__TASK ITEM__. Find every line below with the string "BytesTotal" and pick it out.
------------------------------------------------------------
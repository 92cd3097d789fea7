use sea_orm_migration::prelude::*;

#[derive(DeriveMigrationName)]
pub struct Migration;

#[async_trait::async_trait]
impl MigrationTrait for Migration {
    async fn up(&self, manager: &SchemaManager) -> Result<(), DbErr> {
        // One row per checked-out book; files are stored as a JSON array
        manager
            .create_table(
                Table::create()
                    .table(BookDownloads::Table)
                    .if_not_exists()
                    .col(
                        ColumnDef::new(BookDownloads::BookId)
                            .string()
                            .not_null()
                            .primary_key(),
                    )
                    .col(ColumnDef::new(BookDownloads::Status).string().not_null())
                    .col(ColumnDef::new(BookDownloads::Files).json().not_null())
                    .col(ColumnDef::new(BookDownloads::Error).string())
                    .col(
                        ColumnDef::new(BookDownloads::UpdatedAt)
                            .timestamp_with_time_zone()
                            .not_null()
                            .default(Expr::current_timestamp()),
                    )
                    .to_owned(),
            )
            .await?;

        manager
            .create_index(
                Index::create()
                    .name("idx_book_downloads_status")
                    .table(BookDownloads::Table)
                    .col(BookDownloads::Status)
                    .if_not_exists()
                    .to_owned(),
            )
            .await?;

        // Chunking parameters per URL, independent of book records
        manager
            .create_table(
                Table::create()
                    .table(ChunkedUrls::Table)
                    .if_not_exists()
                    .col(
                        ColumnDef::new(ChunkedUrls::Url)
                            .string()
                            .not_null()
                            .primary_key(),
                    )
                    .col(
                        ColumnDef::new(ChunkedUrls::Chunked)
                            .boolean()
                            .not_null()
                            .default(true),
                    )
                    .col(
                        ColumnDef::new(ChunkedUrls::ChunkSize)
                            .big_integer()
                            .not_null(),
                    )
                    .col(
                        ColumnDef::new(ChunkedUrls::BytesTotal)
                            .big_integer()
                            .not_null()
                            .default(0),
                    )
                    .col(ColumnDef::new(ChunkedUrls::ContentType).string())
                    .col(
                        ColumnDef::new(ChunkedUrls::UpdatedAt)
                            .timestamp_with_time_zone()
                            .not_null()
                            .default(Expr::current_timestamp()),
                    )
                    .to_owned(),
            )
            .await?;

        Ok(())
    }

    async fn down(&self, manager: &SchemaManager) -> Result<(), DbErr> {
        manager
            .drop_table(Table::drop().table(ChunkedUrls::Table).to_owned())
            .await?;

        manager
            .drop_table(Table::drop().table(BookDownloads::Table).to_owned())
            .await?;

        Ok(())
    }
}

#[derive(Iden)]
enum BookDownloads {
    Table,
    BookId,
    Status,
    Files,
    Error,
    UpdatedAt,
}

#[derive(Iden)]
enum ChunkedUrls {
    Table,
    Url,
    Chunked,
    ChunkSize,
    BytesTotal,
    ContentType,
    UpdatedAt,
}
------------------------------------------------------------
__WRITTEN RESPONSE__.
                        ColumnDef::new(ChunkedUrls::BytesTotal)
    BytesTotal,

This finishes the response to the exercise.